**Input data**
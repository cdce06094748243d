//! This module provides the application descriptor returned by version checks.
//!
//! An [`AppDescriptor`] describes the latest release of an application known to
//! the update server. It is only ever constructed from a complete, well-formed
//! server response: any missing or invalid field means that no descriptor is
//! produced at all.
//!

//		Modules

#[cfg(test)]
#[path = "tests/descriptor.rs"]
mod tests;



//		Packages

use crate::{
	responses::{AppElement, CheckResponse, check_well_formed},
	version::{AppVersion, VersionError},
};
use chrono::{DateTime, Local, Utc};
use core::fmt::{Display, self};
use std::{
	error::Error,
	path::{Path, PathBuf},
};



//		Enums

//		ResponseError															
/// Errors that can occur when interpreting a response body from the server.
#[derive(Clone, Debug, Eq, PartialEq)]
#[non_exhaustive]
pub enum ResponseError {
	/// The release date was not a representable number of seconds since the
	/// Unix epoch.
	InvalidReleaseDate(String),

	/// The version string could not be parsed.
	InvalidVersion(String, VersionError),

	/// The body was not well-formed XML, or did not have the expected
	/// structure.
	MalformedXml(String),
}

//󰭅		Display																	
impl Display for ResponseError {
	//		fmt																	
	fn fmt(&self, f: &mut fmt::Formatter<'_>) -> fmt::Result {
		write!(f, "{}", match *self {
			Self::InvalidReleaseDate(ref value)      => format!(r#"Invalid release date "{value}""#),
			Self::InvalidVersion(ref value, ref err) => format!(r#"Invalid version "{value}": {err}"#),
			Self::MalformedXml(ref msg)              => format!(  "Malformed XML payload: {msg}"),
		})
	}
}

//󰭅		Error																	
impl Error for ResponseError {}



//		Structs

//		AppDescriptor															
/// The latest known release of an application.
///
/// Descriptors are immutable, and are handed over to subscribers when a version
/// check completes. The updater does not keep hold of them.
///
#[derive(Clone, Debug, Eq, PartialEq)]
pub struct AppDescriptor {
	//		Private properties													
	/// The server-assigned identifier of the release.
	id:           i64,

	/// The name of the application.
	name:         String,

	/// The version of the release.
	version:      AppVersion,

	/// The changes made in this release. This is free text, and may contain
	/// markup, which is not interpreted.
	changelog:    String,

	/// A message to show to the user about the release.
	message:      String,

	/// When the release was published.
	release_date: DateTime<Utc>,

	/// The suggested local file name for the release download.
	file_name:    String,

	/// The location to download the release from.
	url:          String,
}

//󰭅		AppDescriptor															
impl AppDescriptor {
	//		Constructors														

	//		from_xml															
	/// Parses a version check response body.
	///
	/// The body must be a well-formed XML document, with nothing after its
	/// root element, and the root must contain an `app` element describing the
	/// release. The release `id` may be given either as an attribute or as a
	/// child element, but not both.
	///
	/// # Parameters
	///
	/// * `xml` - The response body.
	///
	/// # Errors
	///
	/// * [`ResponseError::InvalidReleaseDate`]
	/// * [`ResponseError::InvalidVersion`]
	/// * [`ResponseError::MalformedXml`]
	///
	pub fn from_xml(xml: &str) -> Result<Self, ResponseError> {
		check_well_formed(xml)?;
		let response: CheckResponse = quick_xml::de::from_str(xml).map_err(|err|
			ResponseError::MalformedXml(err.to_string())
		)?;
		Self::from_element(response.app)
	}

	//		from_element														
	/// Converts the raw `app` element into a validated descriptor.
	///
	/// # Errors
	///
	/// * [`ResponseError::InvalidReleaseDate`]
	/// * [`ResponseError::InvalidVersion`]
	///
	pub(crate) fn from_element(element: AppElement) -> Result<Self, ResponseError> {
		let version      = element.version.parse::<AppVersion>().map_err(|err|
			ResponseError::InvalidVersion(element.version.clone(), err)
		)?;
		let release_date = epoch_to_datetime(element.release_date).ok_or_else(||
			ResponseError::InvalidReleaseDate(element.release_date.to_string())
		)?;
		Ok(Self {
			id:        element.id,
			name:      element.name,
			version,
			changelog: element.changelog,
			message:   element.message,
			release_date,
			file_name: element.file_name,
			url:       element.url,
		})
	}

	//		Public methods														

	//		id																	
	/// The server-assigned identifier of the release.
	#[must_use]
	pub const fn id(&self) -> i64 {
		self.id
	}

	//		name																
	/// The name of the application.
	#[must_use]
	pub fn name(&self) -> &str {
		&self.name
	}

	//		version																
	/// The version of the release.
	#[must_use]
	pub const fn version(&self) -> &AppVersion {
		&self.version
	}

	//		changelog															
	/// The changes made in this release.
	#[must_use]
	pub fn changelog(&self) -> &str {
		&self.changelog
	}

	//		message																
	/// A message to show to the user about the release.
	#[must_use]
	pub fn message(&self) -> &str {
		&self.message
	}

	//		release_date														
	/// When the release was published, in UTC.
	#[must_use]
	pub const fn release_date(&self) -> DateTime<Utc> {
		self.release_date
	}

	//		release_date_local													
	/// When the release was published, in the local timezone. This is intended
	/// for display.
	#[must_use]
	pub fn release_date_local(&self) -> DateTime<Local> {
		self.release_date.with_timezone(&Local)
	}

	//		file_name															
	/// The suggested local file name for the release download.
	#[must_use]
	pub fn file_name(&self) -> &str {
		&self.file_name
	}

	//		url																	
	/// The location to download the release from.
	#[must_use]
	pub fn url(&self) -> &str {
		&self.url
	}

	//		is_newer_than														
	/// Checks whether this release is newer than the given version.
	#[must_use]
	pub fn is_newer_than(&self, version: &AppVersion) -> bool {
		self.version > *version
	}

	//		download_path														
	/// Works out where to save this release inside the given directory.
	///
	/// Only the final component of the suggested file name is used, so a name
	/// such as `../evil.exe` or `/usr/bin/evil` cannot place the file outside
	/// `dir`. Returns [`None`] if the name has no usable final component, for
	/// example if it is empty or `..`.
	///
	/// # Parameters
	///
	/// * `dir` - The directory downloads are kept in.
	///
	#[must_use]
	pub fn download_path(&self, dir: &Path) -> Option<PathBuf> {
		Path::new(&self.file_name).file_name().map(|name| dir.join(name))
	}
}



//		Functions

//		epoch_to_datetime														
/// Converts fractional seconds since the Unix epoch to a UTC timestamp.
///
/// The value is rounded to the nearest millisecond. Non-finite values, and
/// values outside the range that can be represented, produce [`None`].
///
#[cfg_attr(    feature = "reasons",  allow(clippy::cast_possible_truncation, reason = "Float to int casts saturate"))]
#[cfg_attr(not(feature = "reasons"), allow(clippy::cast_possible_truncation))]
fn epoch_to_datetime(seconds: f64) -> Option<DateTime<Utc>> {
	if !seconds.is_finite() {
		return None;
	}
	DateTime::from_timestamp_millis((seconds * 1_000.0).round() as i64)
}
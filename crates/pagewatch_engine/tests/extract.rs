use pagewatch_engine::{BlockExtractor, Extractor};
use pretty_assertions::assert_eq;

#[test]
fn extracts_trimmed_text_of_first_post_block() {
    let html = r#"
    <html><body>
        <div class="nav">Menu</div>
        <div class="post">
            <h2>SSC Result 2026</h2>
        </div>
        <div class="post">Older post</div>
    </body></html>
    "#;
    let text = BlockExtractor::default().extract(html);
    assert_eq!(text.as_deref(), Some("SSC Result 2026"));
}

#[test]
fn nested_text_is_concatenated() {
    let html = r#"<div class="post">Admit <b>Card</b> out<br>now</div>"#;
    let text = BlockExtractor::default().extract(html);
    assert_eq!(text.as_deref(), Some("Admit Card outnow"));
}

#[test]
fn missing_block_is_none() {
    let html = "<html><body><div class=\"article\">x</div></body></html>";
    assert_eq!(BlockExtractor::default().extract(html), None);
}

#[test]
fn blank_block_is_empty_text_not_absent() {
    let html = "<div class=\"post\">   \n  </div>";
    assert_eq!(BlockExtractor::default().extract(html).as_deref(), Some(""));
}

#[test]
fn malformed_html_does_not_panic() {
    let extractor = BlockExtractor::default();
    assert_eq!(
        extractor.extract("<div class=\"post\"><p>unterminated <b>bold").as_deref(),
        Some("unterminated bold")
    );
    assert_eq!(extractor.extract("<<<>>>&&&"), None);
    assert_eq!(extractor.extract(""), None);
}
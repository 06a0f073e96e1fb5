//! Line-level diff rendering for notification bodies.

pub const ADDED_PREFIX: &str = "➕ ";
pub const REMOVED_PREFIX: &str = "➖ ";

/// Caps applied when turning a change into notification text.
#[derive(Debug, Clone, Copy, PartialEq, Eq)]
pub struct DiffLimits {
    /// Maximum number of differing lines rendered.
    pub max_lines: usize,
    /// Hard cap on the rendered body, in characters.
    pub max_chars: usize,
    /// Length of the verbatim excerpt sent for a first observation.
    pub excerpt_chars: usize,
}

impl Default for DiffLimits {
    fn default() -> Self {
        Self {
            max_lines: 30,
            max_chars: 3000,
            excerpt_chars: 500,
        }
    }
}

/// Lines per side aligned with the LCS table. Past this, the rest of the
/// changed region is reported as removed and added, which keeps the table
/// at a few megabytes however large the page.
const MAX_ALIGNED_LINES: usize = 1000;

#[derive(Debug, Clone, Copy, PartialEq, Eq)]
pub enum LineChange<'a> {
    Removed(&'a str),
    Added(&'a str),
}

/// Renders `old` → `new` with the default limits.
pub fn render_diff(old: &str, new: &str) -> String {
    render_diff_with(old, new, &DiffLimits::default())
}

/// Renders only the removed and inserted lines, at most `limits.max_lines`.
///
/// With no previous text there is nothing to diff against, so the start of
/// `new` is returned verbatim instead. The same excerpt is used when the texts
/// differ without any line-level change (line ending changes, for instance).
pub fn render_diff_with(old: &str, new: &str, limits: &DiffLimits) -> String {
    if old.is_empty() {
        return truncate_chars(new, limits.excerpt_chars).to_string();
    }

    let old_lines: Vec<&str> = old.lines().collect();
    let new_lines: Vec<&str> = new.lines().collect();
    let changes = diff_lines(&old_lines, &new_lines);
    if changes.is_empty() {
        return truncate_chars(new, limits.excerpt_chars).to_string();
    }

    changes
        .iter()
        .take(limits.max_lines)
        .map(|change| match change {
            LineChange::Removed(line) => format!("{REMOVED_PREFIX}{line}"),
            LineChange::Added(line) => format!("{ADDED_PREFIX}{line}"),
        })
        .collect::<Vec<_>>()
        .join("\n")
}

/// LCS-based line diff. Within a hunk, removals are emitted before insertions.
///
/// Only the first `MAX_ALIGNED_LINES` lines of each side of the changed region
/// are aligned; anything after that is emitted as plain removals and
/// insertions.
pub fn diff_lines<'a>(old: &[&'a str], new: &[&'a str]) -> Vec<LineChange<'a>> {
    // Shared head and tail never show up in the output; keep them out of the table.
    let prefix = old
        .iter()
        .zip(new.iter())
        .take_while(|(a, b)| a == b)
        .count();
    let (old, new) = (&old[prefix..], &new[prefix..]);
    let suffix = old
        .iter()
        .rev()
        .zip(new.iter().rev())
        .take_while(|(a, b)| a == b)
        .count();
    let (old, new) = (&old[..old.len() - suffix], &new[..new.len() - suffix]);

    let (n, m) = (old.len().min(MAX_ALIGNED_LINES), new.len().min(MAX_ALIGNED_LINES));
    let width = m + 1;
    // lcs[i * width + j] = LCS length of old[i..n] and new[j..m]
    let mut lcs = vec![0usize; (n + 1) * width];
    for i in (0..n).rev() {
        for j in (0..m).rev() {
            lcs[i * width + j] = if old[i] == new[j] {
                lcs[(i + 1) * width + j + 1] + 1
            } else {
                lcs[(i + 1) * width + j].max(lcs[i * width + j + 1])
            };
        }
    }

    let mut changes = Vec::new();
    let (mut i, mut j) = (0, 0);
    while i < n && j < m {
        if old[i] == new[j] {
            i += 1;
            j += 1;
        } else if lcs[(i + 1) * width + j] >= lcs[i * width + j + 1] {
            changes.push(LineChange::Removed(old[i]));
            i += 1;
        } else {
            changes.push(LineChange::Added(new[j]));
            j += 1;
        }
    }
    changes.extend(old[i..].iter().map(|line| LineChange::Removed(line)));
    changes.extend(new[j..].iter().map(|line| LineChange::Added(line)));
    changes
}

/// Returns at most `max_chars` characters of `text`, cut on a char boundary.
pub fn truncate_chars(text: &str, max_chars: usize) -> &str {
    match text.char_indices().nth(max_chars) {
        Some((end, _)) => &text[..end],
        None => text,
    }
}
use std::collections::{BTreeMap, BTreeSet};

use serde::{Deserialize, Serialize};

use crate::resource::{ResourceStateStore, TrackedResource};
use crate::subscription::{SubscriberId, SubscriptionBook};

/// Everything that survives a restart, written as one unit.
///
/// Every field defaults to empty so a partial document still loads.
#[derive(Debug, Clone, Default, PartialEq, Eq, Serialize, Deserialize)]
#[serde(default)]
pub struct PersistedSnapshot {
    pub subscribers: BTreeMap<SubscriberId, Vec<String>>,
    pub paused: BTreeSet<SubscriberId>,
    pub resources: BTreeMap<String, TrackedResource>,
}

impl PersistedSnapshot {
    pub fn capture(book: &SubscriptionBook, resources: &ResourceStateStore) -> Self {
        let mut snapshot = Self {
            subscribers: book.subscribers().clone(),
            paused: book.paused().clone(),
            resources: BTreeMap::new(),
        };
        resources.save_to(&mut snapshot);
        snapshot
    }

    pub fn into_parts(self) -> (SubscriptionBook, ResourceStateStore) {
        let mut resources = ResourceStateStore::new();
        resources.load_from(&self);
        let book = SubscriptionBook::from_parts(self.subscribers, self.paused);
        (book, resources)
    }

    pub fn is_empty(&self) -> bool {
        self.subscribers.is_empty() && self.paused.is_empty() && self.resources.is_empty()
    }
}
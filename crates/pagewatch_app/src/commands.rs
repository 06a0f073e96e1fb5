use std::fmt::Write as _;
use std::sync::Arc;
use std::time::Duration;

use anyhow::{Context, Result};
use engine_logging::{engine_info, engine_warn};
use pagewatch_core::{
    PersistedSnapshot, ResourceStateStore, SharedSubscriptions, SubscriptionBook,
    SubscriptionError,
};
use pagewatch_engine::{
    BlockExtractor, LogSink, NotificationSink, PersistError, Poller, ReqwestFetcher,
    SnapshotFile, WebhookSink,
};
use tokio_util::sync::CancellationToken;

use crate::config::{AppConfig, SinkKind};

/// Loads the snapshot, falling back to the backup and then to empty state
/// when the main file is corrupt. Other IO errors are returned.
pub fn load_state(file: &SnapshotFile) -> Result<PersistedSnapshot> {
    match file.load() {
        Ok(snapshot) => Ok(snapshot),
        Err(PersistError::Corrupt { path, message }) => {
            engine_warn!(
                "Snapshot {:?} is corrupt ({}), trying backup {:?}",
                path,
                message,
                file.backup_path()
            );
            match file.load_backup() {
                Ok(backup) if !backup.is_empty() => {
                    engine_warn!("Recovered state from backup {:?}", file.backup_path());
                    Ok(backup)
                }
                Ok(_) => {
                    engine_warn!("No usable backup, starting with empty state");
                    Ok(PersistedSnapshot::default())
                }
                Err(err) => {
                    engine_warn!("Backup unusable ({}), starting with empty state", err);
                    Ok(PersistedSnapshot::default())
                }
            }
        }
        Err(err) => {
            Err(err).with_context(|| format!("failed to read snapshot {:?}", file.path()))
        }
    }
}

/// Applies one subscription change to the snapshot on disk.
pub fn edit_subscriptions<R>(
    file: &SnapshotFile,
    edit: impl FnOnce(&mut SubscriptionBook) -> Result<R, SubscriptionError>,
) -> Result<R> {
    let (mut book, resources) = load_state(file)?.into_parts();
    let outcome = edit(&mut book)?;
    file.save(&PersistedSnapshot::capture(&book, &resources))
        .with_context(|| format!("failed to save snapshot {:?}", file.path()))?;
    Ok(outcome)
}

pub fn render_listing(book: &SubscriptionBook, resources: &ResourceStateStore) -> String {
    if book.subscribers().is_empty() {
        return "No subscriptions.\n".to_string();
    }

    let mut out = String::new();
    for (subscriber, urls) in book.subscribers() {
        let state = if book.is_paused(subscriber) { " (paused)" } else { "" };
        let _ = writeln!(out, "{subscriber}{state}");
        for url in urls {
            let seen = match resources.get(url) {
                Some(resource) => {
                    let fp = resource.fingerprint.as_str();
                    format!("seen {}", fp.get(..12).unwrap_or(fp))
                }
                None => "not yet seen".to_string(),
            };
            let _ = writeln!(out, "  {url}  [{seen}]");
        }
    }
    out
}

fn build_sink(config: &AppConfig) -> Result<Arc<dyn NotificationSink>> {
    Ok(match config.sink.kind {
        SinkKind::Log => Arc::new(LogSink),
        SinkKind::Webhook => {
            let url = config
                .sink
                .url
                .clone()
                .context("webhook sink requires sink.url")?;
            let timeout = Duration::from_secs(config.sink.timeout_secs);
            Arc::new(WebhookSink::new(url, timeout).context("failed to build webhook client")?)
        }
    })
}

fn build_poller(config: &AppConfig, file: SnapshotFile) -> Result<Poller> {
    let (book, resources) = load_state(&file)?.into_parts();
    engine_info!(
        "Loaded {} subscribers and {} tracked resources",
        book.subscribers().len(),
        resources.len()
    );

    let fetcher =
        ReqwestFetcher::new(config.fetch_settings()).context("failed to build HTTP client")?;
    let extractor = BlockExtractor::new(&config.extract.selector)?;
    let subscriptions = SharedSubscriptions::new(book);

    Ok(Poller::new(
        Arc::new(fetcher),
        Arc::new(extractor),
        build_sink(config)?,
        Arc::new(subscriptions),
        resources,
        config.poll_settings(),
    )
    .with_snapshot_file(file))
}

/// Polls until Ctrl-C.
pub async fn run(config: &AppConfig, file: SnapshotFile) -> Result<()> {
    let poller = build_poller(config, file)?;
    let cancel = CancellationToken::new();
    let task = tokio::spawn(poller.run(cancel.clone()));

    tokio::signal::ctrl_c()
        .await
        .context("failed to listen for Ctrl-C")?;
    engine_info!("Shutdown requested");
    cancel.cancel();

    let poller = task.await.context("poller task failed")?;
    engine_info!("Exited after {} ticks", poller.ticks_completed());
    Ok(())
}

/// Runs exactly one tick and reports what happened.
pub async fn once(config: &AppConfig, file: SnapshotFile) -> Result<()> {
    let mut poller = build_poller(config, file)?;
    let report = poller.run_tick().await;
    println!("{report}");
    Ok(())
}

#[cfg(test)]
mod tests {
    use std::fs;

    use pagewatch_core::fingerprint;
    use pretty_assertions::assert_eq;
    use tempfile::TempDir;

    use super::*;

    fn seeded(temp: &TempDir) -> SnapshotFile {
        let file = SnapshotFile::new(temp.path().join("state.json"));
        edit_subscriptions(&file, |book| book.subscribe("1", "http://a")).unwrap();
        file
    }

    #[test]
    fn edits_keep_resource_state() {
        let temp = TempDir::new().unwrap();
        let file = seeded(&temp);

        let (book, mut resources) = file.load().unwrap().into_parts();
        resources.update("http://a", fingerprint("hello"), "hello".into());
        file.save(&PersistedSnapshot::capture(&book, &resources)).unwrap();

        edit_subscriptions(&file, |book| book.pause("1")).unwrap();

        let snapshot = file.load().unwrap();
        assert!(snapshot.paused.contains("1"));
        assert_eq!(snapshot.resources["http://a"].content, "hello");
    }

    #[test]
    fn rejected_edit_leaves_file_untouched() {
        let temp = TempDir::new().unwrap();
        let file = seeded(&temp);
        let before = fs::read_to_string(file.path()).unwrap();

        let err = edit_subscriptions(&file, |book| book.subscribe("1", "http://a"));
        assert!(err.is_err());
        assert_eq!(fs::read_to_string(file.path()).unwrap(), before);
    }

    #[test]
    fn corrupt_snapshot_recovers_from_backup() {
        let temp = TempDir::new().unwrap();
        let file = seeded(&temp);
        // Second save rotates the first into the backup.
        edit_subscriptions(&file, |book| book.subscribe("2", "http://b")).unwrap();
        fs::write(file.path(), "{ truncated").unwrap();

        let snapshot = load_state(&file).unwrap();
        assert_eq!(snapshot.subscribers.len(), 1);
        assert!(snapshot.subscribers.contains_key("1"));
    }

    #[test]
    fn corrupt_snapshot_without_backup_starts_empty() {
        let temp = TempDir::new().unwrap();
        let file = SnapshotFile::new(temp.path().join("state.json"));
        fs::write(file.path(), "garbage").unwrap();

        assert!(load_state(&file).unwrap().is_empty());
    }

    #[test]
    fn listing_shows_pause_and_seen_state() {
        let mut book = SubscriptionBook::new();
        book.subscribe("42", "http://site/x").unwrap();
        book.subscribe("42", "http://site/y").unwrap();
        book.pause("42").unwrap();
        let mut resources = ResourceStateStore::new();
        resources.update("http://site/x", fingerprint("hello"), "hello".into());

        let listing = render_listing(&book, &resources);
        assert_eq!(
            listing,
            "42 (paused)\n  http://site/x  [seen 2cf24dba5fb0]\n  http://site/y  [not yet seen]\n"
        );
        assert_eq!(
            render_listing(&SubscriptionBook::new(), &ResourceStateStore::new()),
            "No subscriptions.\n"
        );
    }
}
use std::fmt;

use serde::{Deserialize, Serialize};

/// Coarse classification of a page update, derived from keywords.
#[derive(Debug, Clone, Copy, PartialEq, Eq, Hash, Serialize, Deserialize)]
pub enum Category {
    Result,
    AdmitCard,
    JobUpdate,
    General,
}

impl Category {
    pub fn label(self) -> &'static str {
        match self {
            Category::Result => "Result",
            Category::AdmitCard => "Admit Card",
            Category::JobUpdate => "Job Update",
            Category::General => "General Update",
        }
    }

    pub fn icon(self) -> &'static str {
        match self {
            Category::Result => "📢",
            Category::AdmitCard => "🎫",
            Category::JobUpdate => "💼",
            Category::General => "📰",
        }
    }
}

impl fmt::Display for Category {
    fn fmt(&self, f: &mut fmt::Formatter<'_>) -> fmt::Result {
        f.write_str(self.label())
    }
}

const ADMIT_CARD_KEYWORDS: &[&str] = &["admit card", "hall ticket"];
const JOB_KEYWORDS: &[&str] = &["recruitment", "vacancy", "job"];

/// Classifies text by keyword. Rules are checked in order and the first match
/// wins: result, then admit card, then job update.
pub fn categorize(text: &str) -> Category {
    let lowered = text.to_lowercase();
    let contains_any = |keywords: &[&str]| keywords.iter().any(|k| lowered.contains(k));

    if lowered.contains("result") {
        Category::Result
    } else if contains_any(ADMIT_CARD_KEYWORDS) {
        Category::AdmitCard
    } else if contains_any(JOB_KEYWORDS) {
        Category::JobUpdate
    } else {
        Category::General
    }
}
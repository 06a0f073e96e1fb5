use std::collections::BTreeMap;

use engine_logging::engine_warn;
use serde::{Deserialize, Serialize};

use crate::fingerprint::{fingerprint, Fingerprint};
use crate::snapshot::PersistedSnapshot;

/// Last observed state of a monitored URL.
///
/// `fingerprint` is always the fingerprint of `content`; the two are only ever
/// replaced together.
#[derive(Debug, Clone, PartialEq, Eq, Serialize, Deserialize)]
#[serde(from = "ResourceRecord")]
pub struct TrackedResource {
    pub fingerprint: Fingerprint,
    pub content: String,
}

impl TrackedResource {
    pub fn new(content: impl Into<String>) -> Self {
        let content = content.into();
        Self {
            fingerprint: fingerprint(&content),
            content,
        }
    }
}

/// On-disk forms accepted for a resource entry. Older snapshots stored only
/// the text.
#[derive(Deserialize)]
#[serde(untagged)]
enum ResourceRecord {
    Full {
        fingerprint: Option<Fingerprint>,
        content: String,
    },
    ContentOnly(String),
}

impl From<ResourceRecord> for TrackedResource {
    fn from(record: ResourceRecord) -> Self {
        match record {
            ResourceRecord::Full {
                fingerprint: Some(fingerprint),
                content,
            } => Self {
                fingerprint,
                content,
            },
            ResourceRecord::Full {
                fingerprint: None,
                content,
            }
            | ResourceRecord::ContentOnly(content) => Self::new(content),
        }
    }
}

/// URL → last observed fingerprint and text. Owned by the scheduler.
#[derive(Debug, Clone, Default, PartialEq, Eq)]
pub struct ResourceStateStore {
    entries: BTreeMap<String, TrackedResource>,
}

impl ResourceStateStore {
    pub fn new() -> Self {
        Self::default()
    }

    pub fn get(&self, url: &str) -> Option<&TrackedResource> {
        self.entries.get(url)
    }

    /// Whether `candidate` matches what was last stored for `url`.
    /// An unseen URL is never unchanged.
    pub fn is_unchanged(&self, url: &str, candidate: &Fingerprint) -> bool {
        self.entries
            .get(url)
            .is_some_and(|resource| &resource.fingerprint == candidate)
    }

    /// The only mutator. `fingerprint` must be the fingerprint of `content`.
    pub fn update(&mut self, url: impl Into<String>, fingerprint: Fingerprint, content: String) {
        debug_assert_eq!(fingerprint, crate::fingerprint(&content));
        self.entries.insert(
            url.into(),
            TrackedResource {
                fingerprint,
                content,
            },
        );
    }

    /// Stores `content` for `url` and returns whether it differs from what
    /// was stored before. Unseen URLs count as changed.
    pub fn observe(&mut self, url: impl Into<String>, content: String) -> bool {
        let url = url.into();
        let fingerprint = crate::fingerprint(&content);
        let changed = !self.is_unchanged(&url, &fingerprint);
        self.update(url, fingerprint, content);
        changed
    }

    pub fn len(&self) -> usize {
        self.entries.len()
    }

    pub fn is_empty(&self) -> bool {
        self.entries.is_empty()
    }

    pub fn iter(&self) -> impl Iterator<Item = (&str, &TrackedResource)> {
        self.entries.iter().map(|(url, res)| (url.as_str(), res))
    }

    /// Replaces the current entries with the ones in `snapshot`.
    ///
    /// Entries whose stored fingerprint does not match their text get a fresh
    /// fingerprint, so a hand-edited snapshot cannot suppress a notification.
    pub fn load_from(&mut self, snapshot: &PersistedSnapshot) {
        self.entries = snapshot
            .resources
            .iter()
            .map(|(url, resource)| {
                let expected = fingerprint(&resource.content);
                if expected != resource.fingerprint {
                    engine_warn!("Stored fingerprint for {} is stale, recomputing", url);
                    (url.clone(), TrackedResource::new(resource.content.clone()))
                } else {
                    (url.clone(), resource.clone())
                }
            })
            .collect();
    }

    pub fn save_to(&self, snapshot: &mut PersistedSnapshot) {
        snapshot.resources = self.entries.clone();
    }
}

**The problem**
All lines above containing the string "emitted": copy each one.

**Finished task**
/// LCS-based line diff. Within a hunk, removals are emitted before insertions.
/// are aligned; anything after that is emitted as plain removals and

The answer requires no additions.